"There's no trick to being a humorist when you have the whole government working for you." -- Will Rogers Will Rogers would have felt right at home today as a financial commentator: Not only would he have numerous governments in his employ, he would be able to enlist the services of the entire Wall Street community as well. Even more so than in government, some in this crowd believe error, illogic and a near-reckless disregard of available data can be elevated to an exalted state envisioned in the dreams of religious mystics. As promised in a Columnist Conversation post last week, two questions stand before the house today: whether a weaker dollar should close the U.S. current-account deficit, and whether the current-account deficit bears any relationship to the fortunes of the U.S. equity markets. The answers are no and no. A lesser question, whether a current-account deficit of zero -- or for that matter a budget deficit of zero -- should be goals of national policy was answered in the negative in this space in December 2003 . The questions of whether the Federal Reserve should target the dollar and whether weak currencies imply weak equity markets were dismissed similarly in November 2004.
A Good Idea at the Time
Before the early 1970s, exchange rates were fixed either to each other, to a reserve currency or to gold.
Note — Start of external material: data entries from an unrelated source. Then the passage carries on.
//! Authentication and authorization.
//!
//! - [`roles`]: roles and their implication graph
//! - [`source`]: directory collaborators ([`RoleSource`])
//! - [`cache`]: TTL cache of closed role sets
//! - [`password`]: Argon2 helpers
//!
//! [`Authorizer`] ties them together. Handlers call
//! [`Authorizer::check_authorization`] first thing, naming the role they
//! need and whether the request targets a whole network.

pub mod cache;
pub mod password;
pub mod roles;
pub mod source;

pub use cache::AuthorizationCache;
pub use roles::{ImplicationGraph, Role};
pub use source::{RoleSource, RoleSourceError, StaticRoleSource};

use crate::clock::Clock;
use crate::error::ServiceError;
use chrono::Duration;
use std::sync::Arc;
use tracing::{debug, info};

/// User name and secret presented with a request.
#[derive(Clone, PartialEq, Eq)]
pub struct Credentials {
    pub user: String,
    pub secret: String,
}

impl Credentials {
    pub fn new(user: impl Into<String>, secret: impl Into<String>) -> Self {
        Self {
            user: user.into(),
            secret: secret.into(),
        }
    }
}

impl std::fmt::Debug for Credentials {
    fn fmt(&self, f: &mut std::fmt::Formatter<'_>) -> std::fmt::Result {
        f.debug_struct("Credentials")
            .field("user", &self.user)
            .field("secret", &"<redacted>")
            .finish()
    }
}

/// Role-based access checks for handlers.
pub struct Authorizer {
    cache: AuthorizationCache,
    graph: Arc<ImplicationGraph>,
    skip_permission_checks: bool,
}

impl Authorizer {
    pub fn new(
        source: Arc<dyn RoleSource>,
        graph: ImplicationGraph,
        clock: Arc<dyn Clock>,
        ttl: Duration,
    ) -> Self {
        let graph = Arc::new(graph);
        Self {
            cache: AuthorizationCache::new(source, Arc::clone(&graph), clock, ttl),
            graph,
            skip_permission_checks: false,
        }
    }

    /// Let every logged-in user through without a role lookup.
    pub fn skip_permission_checks(mut self, skip: bool) -> Self {
        self.skip_permission_checks = skip;
        self
    }

    /// The role actually required for `role` at the given scope.
    ///
    /// Network-wide requests need `network-<role>` when such a role exists.
    pub fn effective_role(&self, role: &str, network_scope: bool) -> Role {
        let role = Role::new(role);
        if network_scope {
            let network = role.network_variant();
            if self.graph.is_known(network.as_str()) {
                return network;
            }
        }
        role
    }

    /// Succeeds iff the credentials carry `required` (or its network variant
    /// when `network_scope` is set). Returns the authenticated user name.
    pub async fn check_authorization(
        &self,
        credentials: Option<&Credentials>,
        required: &str,
        network_scope: bool,
    ) -> Result<String, ServiceError> {
        let role = self.effective_role(required, network_scope);

        let Some(credentials) = credentials.filter(|c| !c.user.is_empty()) else {
            info!(role = %role, "Denied access: not logged in");
            return Err(ServiceError::NotLoggedIn);
        };

        if self.skip_permission_checks {
            debug!(user = %credentials.user, role = %role, "Skipped permission check");
            return Ok(credentials.user.clone());
        }

        let roles = match self
            .cache
            .resolve(&credentials.user, &credentials.secret)
            .await
        {
            Ok(roles) => roles,
            Err(RoleSourceError::BadCredentials) => {
                info!(user = %credentials.user, "Denied access: bad credentials");
                return Err(ServiceError::BadCredentials);
            }
            Err(e) => return Err(e.into()),
        };

        if roles.contains(&role) {
            info!(user = %credentials.user, role = %role, "Allowed access");
            Ok(credentials.user.clone())
        } else {
            info!(user = %credentials.user, role = %role, "Denied access: missing role");
            Err(ServiceError::InsufficientRights {
                user_name: credentials.user.clone(),
                role: role.to_string(),
            })
        }
    }
}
The post-World War II regime established at the Bretton Woods conference in 1944 fixed the U.S. dollar-gold rate at $35 per ounce. Other currencies would be fixed against the dollar once they became convertible following the damage from the war. A characteristic of a fixed exchange rate system is that a country in perpetual deficit eventually depletes its reserves of either gold or convertible currencies and must limit its imports to whatever is provided by vendor financing. In such a system, periodic crises ensue and the occasional devaluations or revaluations of currencies become market-jarring events.